START EXTRACTED RECORDS
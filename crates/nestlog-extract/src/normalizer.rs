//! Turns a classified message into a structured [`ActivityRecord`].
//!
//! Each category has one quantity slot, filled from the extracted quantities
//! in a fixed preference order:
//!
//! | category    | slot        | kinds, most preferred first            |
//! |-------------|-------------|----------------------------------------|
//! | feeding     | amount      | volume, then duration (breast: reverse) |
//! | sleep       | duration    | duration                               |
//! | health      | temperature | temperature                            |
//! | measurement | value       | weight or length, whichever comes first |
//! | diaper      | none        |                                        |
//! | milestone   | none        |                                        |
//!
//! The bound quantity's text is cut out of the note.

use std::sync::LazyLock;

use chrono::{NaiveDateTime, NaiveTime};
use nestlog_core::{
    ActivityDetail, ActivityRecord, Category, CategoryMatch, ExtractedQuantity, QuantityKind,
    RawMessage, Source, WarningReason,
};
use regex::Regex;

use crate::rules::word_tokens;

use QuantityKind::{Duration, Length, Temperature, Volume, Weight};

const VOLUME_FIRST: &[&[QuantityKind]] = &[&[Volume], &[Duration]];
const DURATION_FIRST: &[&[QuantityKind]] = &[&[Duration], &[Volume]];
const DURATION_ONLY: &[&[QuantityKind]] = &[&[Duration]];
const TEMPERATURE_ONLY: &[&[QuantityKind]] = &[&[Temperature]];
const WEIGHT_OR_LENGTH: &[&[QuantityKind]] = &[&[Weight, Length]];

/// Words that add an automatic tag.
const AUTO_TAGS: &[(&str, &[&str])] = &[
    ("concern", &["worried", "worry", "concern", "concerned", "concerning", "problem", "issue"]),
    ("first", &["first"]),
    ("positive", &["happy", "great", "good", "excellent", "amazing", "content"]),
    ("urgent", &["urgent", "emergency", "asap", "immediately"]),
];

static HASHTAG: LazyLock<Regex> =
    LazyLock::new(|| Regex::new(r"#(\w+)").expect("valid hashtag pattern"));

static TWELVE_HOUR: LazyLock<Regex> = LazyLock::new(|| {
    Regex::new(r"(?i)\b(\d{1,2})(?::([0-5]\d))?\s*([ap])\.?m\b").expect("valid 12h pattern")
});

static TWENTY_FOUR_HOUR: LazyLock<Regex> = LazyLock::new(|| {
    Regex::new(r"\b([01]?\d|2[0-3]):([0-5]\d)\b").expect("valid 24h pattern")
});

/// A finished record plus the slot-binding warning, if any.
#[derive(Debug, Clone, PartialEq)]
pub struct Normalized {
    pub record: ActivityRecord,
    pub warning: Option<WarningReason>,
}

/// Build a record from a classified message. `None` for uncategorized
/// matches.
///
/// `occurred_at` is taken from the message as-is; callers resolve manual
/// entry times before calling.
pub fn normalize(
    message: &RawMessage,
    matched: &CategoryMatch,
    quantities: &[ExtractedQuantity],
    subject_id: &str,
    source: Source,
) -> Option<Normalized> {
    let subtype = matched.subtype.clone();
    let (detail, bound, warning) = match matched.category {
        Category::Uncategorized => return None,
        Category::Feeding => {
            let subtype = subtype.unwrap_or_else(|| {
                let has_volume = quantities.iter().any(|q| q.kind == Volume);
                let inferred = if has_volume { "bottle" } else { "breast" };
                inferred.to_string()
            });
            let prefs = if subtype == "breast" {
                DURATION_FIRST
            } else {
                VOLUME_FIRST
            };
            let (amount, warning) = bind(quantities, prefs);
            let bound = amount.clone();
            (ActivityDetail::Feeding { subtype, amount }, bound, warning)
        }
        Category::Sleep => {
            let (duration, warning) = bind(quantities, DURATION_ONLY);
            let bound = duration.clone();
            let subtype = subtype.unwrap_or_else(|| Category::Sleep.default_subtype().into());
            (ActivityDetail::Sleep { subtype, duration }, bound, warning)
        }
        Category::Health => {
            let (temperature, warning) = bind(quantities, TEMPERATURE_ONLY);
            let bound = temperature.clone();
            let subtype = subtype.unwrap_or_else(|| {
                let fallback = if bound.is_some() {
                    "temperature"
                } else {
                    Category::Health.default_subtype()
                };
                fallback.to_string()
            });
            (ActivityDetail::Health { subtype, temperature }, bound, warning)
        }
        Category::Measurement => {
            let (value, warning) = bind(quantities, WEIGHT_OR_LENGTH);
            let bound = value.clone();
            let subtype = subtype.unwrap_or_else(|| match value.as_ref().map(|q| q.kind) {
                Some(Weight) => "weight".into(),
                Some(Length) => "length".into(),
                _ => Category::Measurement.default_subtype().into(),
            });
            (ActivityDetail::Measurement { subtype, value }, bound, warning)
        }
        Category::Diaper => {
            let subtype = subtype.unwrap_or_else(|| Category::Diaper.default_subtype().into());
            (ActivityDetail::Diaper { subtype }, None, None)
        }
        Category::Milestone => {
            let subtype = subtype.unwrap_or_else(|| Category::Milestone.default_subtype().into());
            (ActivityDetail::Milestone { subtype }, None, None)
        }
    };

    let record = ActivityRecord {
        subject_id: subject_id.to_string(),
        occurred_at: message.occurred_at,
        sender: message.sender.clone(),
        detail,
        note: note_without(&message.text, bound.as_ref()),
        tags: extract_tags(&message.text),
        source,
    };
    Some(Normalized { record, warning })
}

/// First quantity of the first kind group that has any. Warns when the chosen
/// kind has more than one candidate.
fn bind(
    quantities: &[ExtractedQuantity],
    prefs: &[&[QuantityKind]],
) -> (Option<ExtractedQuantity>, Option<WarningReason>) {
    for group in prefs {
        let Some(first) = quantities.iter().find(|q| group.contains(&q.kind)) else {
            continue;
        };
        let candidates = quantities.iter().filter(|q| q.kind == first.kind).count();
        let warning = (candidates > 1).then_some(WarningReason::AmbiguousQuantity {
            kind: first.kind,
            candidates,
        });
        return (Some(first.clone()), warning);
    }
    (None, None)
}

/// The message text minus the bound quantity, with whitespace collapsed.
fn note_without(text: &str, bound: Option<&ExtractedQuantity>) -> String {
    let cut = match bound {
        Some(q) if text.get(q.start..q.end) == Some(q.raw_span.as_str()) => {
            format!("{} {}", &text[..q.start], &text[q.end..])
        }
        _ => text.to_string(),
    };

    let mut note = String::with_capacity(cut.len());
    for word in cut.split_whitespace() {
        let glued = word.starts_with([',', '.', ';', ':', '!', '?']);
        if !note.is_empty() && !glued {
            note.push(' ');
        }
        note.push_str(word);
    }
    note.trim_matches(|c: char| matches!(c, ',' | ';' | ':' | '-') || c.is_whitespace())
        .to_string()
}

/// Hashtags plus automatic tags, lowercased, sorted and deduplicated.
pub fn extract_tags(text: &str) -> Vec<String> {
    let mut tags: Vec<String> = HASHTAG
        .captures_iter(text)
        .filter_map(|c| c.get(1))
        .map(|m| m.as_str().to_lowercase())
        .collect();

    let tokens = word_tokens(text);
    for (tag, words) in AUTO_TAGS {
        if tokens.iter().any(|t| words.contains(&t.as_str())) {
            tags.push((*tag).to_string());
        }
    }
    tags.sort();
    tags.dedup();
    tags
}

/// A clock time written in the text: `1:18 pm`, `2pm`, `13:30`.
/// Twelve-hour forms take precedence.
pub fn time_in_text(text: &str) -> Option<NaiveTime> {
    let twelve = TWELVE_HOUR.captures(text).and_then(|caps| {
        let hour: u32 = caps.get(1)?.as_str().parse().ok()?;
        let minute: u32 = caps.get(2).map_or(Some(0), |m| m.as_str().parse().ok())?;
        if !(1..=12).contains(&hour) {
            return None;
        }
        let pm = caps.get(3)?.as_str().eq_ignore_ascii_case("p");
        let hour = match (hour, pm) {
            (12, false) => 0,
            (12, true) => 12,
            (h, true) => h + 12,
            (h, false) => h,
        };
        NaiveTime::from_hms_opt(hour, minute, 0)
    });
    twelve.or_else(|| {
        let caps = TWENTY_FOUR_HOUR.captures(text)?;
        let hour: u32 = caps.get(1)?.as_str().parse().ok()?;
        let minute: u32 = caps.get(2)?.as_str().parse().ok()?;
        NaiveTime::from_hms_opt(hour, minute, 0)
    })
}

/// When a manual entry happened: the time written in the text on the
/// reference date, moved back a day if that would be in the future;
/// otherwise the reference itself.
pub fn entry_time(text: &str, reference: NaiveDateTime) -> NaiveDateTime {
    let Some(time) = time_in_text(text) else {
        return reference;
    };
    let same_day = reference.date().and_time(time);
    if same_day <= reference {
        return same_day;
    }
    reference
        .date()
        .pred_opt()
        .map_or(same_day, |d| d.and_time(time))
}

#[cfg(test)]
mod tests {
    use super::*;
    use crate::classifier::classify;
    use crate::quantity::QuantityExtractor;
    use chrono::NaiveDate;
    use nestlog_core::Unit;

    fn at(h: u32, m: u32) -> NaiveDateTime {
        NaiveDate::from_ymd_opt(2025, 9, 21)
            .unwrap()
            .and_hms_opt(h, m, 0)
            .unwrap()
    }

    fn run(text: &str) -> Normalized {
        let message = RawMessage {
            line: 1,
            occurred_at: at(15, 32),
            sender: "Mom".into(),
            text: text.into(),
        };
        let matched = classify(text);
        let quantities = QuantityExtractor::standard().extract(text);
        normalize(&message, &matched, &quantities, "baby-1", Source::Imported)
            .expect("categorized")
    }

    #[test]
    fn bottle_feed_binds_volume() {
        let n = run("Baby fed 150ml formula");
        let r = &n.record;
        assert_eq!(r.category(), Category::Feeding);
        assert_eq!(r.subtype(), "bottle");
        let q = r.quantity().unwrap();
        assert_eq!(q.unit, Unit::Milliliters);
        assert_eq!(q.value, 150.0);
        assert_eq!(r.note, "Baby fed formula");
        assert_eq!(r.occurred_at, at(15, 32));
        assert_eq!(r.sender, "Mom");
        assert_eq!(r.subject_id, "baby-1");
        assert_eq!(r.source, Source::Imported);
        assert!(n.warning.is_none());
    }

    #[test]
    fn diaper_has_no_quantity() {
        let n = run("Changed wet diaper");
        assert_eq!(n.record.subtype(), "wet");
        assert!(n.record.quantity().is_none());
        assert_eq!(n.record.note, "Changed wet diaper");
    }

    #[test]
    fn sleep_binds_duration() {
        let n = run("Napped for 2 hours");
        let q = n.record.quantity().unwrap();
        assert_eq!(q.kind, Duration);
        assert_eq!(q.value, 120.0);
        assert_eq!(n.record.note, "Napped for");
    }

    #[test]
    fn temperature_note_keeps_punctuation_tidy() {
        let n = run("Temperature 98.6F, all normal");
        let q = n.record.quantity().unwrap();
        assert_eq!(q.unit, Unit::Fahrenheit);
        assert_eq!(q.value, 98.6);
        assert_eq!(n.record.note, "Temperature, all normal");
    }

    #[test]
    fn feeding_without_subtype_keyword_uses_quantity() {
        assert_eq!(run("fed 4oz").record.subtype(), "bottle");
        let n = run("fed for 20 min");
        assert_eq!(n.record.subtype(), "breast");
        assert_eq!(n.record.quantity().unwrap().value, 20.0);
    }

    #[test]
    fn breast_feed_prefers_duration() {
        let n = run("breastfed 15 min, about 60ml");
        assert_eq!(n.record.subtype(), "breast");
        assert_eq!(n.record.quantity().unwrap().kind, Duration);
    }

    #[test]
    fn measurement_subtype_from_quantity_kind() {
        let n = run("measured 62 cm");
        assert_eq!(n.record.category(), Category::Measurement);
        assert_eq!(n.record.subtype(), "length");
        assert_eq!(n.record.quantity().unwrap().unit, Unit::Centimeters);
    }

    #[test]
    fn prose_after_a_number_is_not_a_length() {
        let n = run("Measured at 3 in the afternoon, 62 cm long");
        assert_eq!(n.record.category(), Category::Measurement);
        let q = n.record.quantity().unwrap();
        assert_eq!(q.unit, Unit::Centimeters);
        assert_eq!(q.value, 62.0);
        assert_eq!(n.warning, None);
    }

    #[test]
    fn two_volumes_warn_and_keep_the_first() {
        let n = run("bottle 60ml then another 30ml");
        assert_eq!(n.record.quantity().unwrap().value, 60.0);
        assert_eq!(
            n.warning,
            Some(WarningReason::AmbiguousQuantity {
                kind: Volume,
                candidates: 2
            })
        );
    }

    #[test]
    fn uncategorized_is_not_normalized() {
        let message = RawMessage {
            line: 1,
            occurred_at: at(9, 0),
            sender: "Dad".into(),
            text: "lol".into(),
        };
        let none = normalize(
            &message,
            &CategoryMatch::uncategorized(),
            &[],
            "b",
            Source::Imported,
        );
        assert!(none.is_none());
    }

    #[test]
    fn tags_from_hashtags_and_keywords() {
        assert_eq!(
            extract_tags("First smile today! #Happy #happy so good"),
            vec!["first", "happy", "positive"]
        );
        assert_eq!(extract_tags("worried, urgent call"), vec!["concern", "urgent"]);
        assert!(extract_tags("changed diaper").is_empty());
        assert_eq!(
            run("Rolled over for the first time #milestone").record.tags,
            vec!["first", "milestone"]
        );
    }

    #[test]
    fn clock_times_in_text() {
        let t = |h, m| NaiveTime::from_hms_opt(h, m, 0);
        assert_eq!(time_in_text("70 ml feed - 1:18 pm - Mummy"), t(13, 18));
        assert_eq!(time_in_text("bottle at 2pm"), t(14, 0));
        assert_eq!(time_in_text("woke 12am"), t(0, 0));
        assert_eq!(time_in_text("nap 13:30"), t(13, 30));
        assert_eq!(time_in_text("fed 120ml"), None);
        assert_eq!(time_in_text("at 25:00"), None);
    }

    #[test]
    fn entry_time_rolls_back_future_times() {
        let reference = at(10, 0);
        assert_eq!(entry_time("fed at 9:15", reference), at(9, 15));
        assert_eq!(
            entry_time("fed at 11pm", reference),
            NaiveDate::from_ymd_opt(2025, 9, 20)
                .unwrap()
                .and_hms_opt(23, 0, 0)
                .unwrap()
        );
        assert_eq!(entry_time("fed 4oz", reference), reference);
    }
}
END EXTRACTED RECORDS
### GOAL OF THE EXERCISE
Quote the data above verbatim from its first line to the line that includes "static HASHTAG: LazyLock<Regex>", with both boundary lines retained.

### RESPONSE BELOW
filename crates/nestlog-extract/src/normalizer.rs
//! Turns a classified message into a structured [`ActivityRecord`].
//!
//! Each category has one quantity slot, filled from the extracted quantities
//! in a fixed preference order:
//!
//! | category    | slot        | kinds, most preferred first            |
//! |-------------|-------------|----------------------------------------|
//! | feeding     | amount      | volume, then duration (breast: reverse) |
//! | sleep       | duration    | duration                               |
//! | health      | temperature | temperature                            |
//! | measurement | value       | weight or length, whichever comes first |
//! | diaper      | none        |                                        |
//! | milestone   | none        |                                        |
//!
//! The bound quantity's text is cut out of the note.

use std::sync::LazyLock;

use chrono::{NaiveDateTime, NaiveTime};
use nestlog_core::{
    ActivityDetail, ActivityRecord, Category, CategoryMatch, ExtractedQuantity, QuantityKind,
    RawMessage, Source, WarningReason,
};
use regex::Regex;

use crate::rules::word_tokens;

use QuantityKind::{Duration, Length, Temperature, Volume, Weight};

const VOLUME_FIRST: &[&[QuantityKind]] = &[&[Volume], &[Duration]];
const DURATION_FIRST: &[&[QuantityKind]] = &[&[Duration], &[Volume]];
const DURATION_ONLY: &[&[QuantityKind]] = &[&[Duration]];
const TEMPERATURE_ONLY: &[&[QuantityKind]] = &[&[Temperature]];
const WEIGHT_OR_LENGTH: &[&[QuantityKind]] = &[&[Weight, Length]];

/// Words that add an automatic tag.
const AUTO_TAGS: &[(&str, &[&str])] = &[
    ("concern", &["worried", "worry", "concern", "concerned", "concerning", "problem", "issue"]),
    ("first", &["first"]),
    ("positive", &["happy", "great", "good", "excellent", "amazing", "content"]),
    ("urgent", &["urgent", "emergency", "asap", "immediately"]),
];

static HASHTAG: LazyLock<Regex> =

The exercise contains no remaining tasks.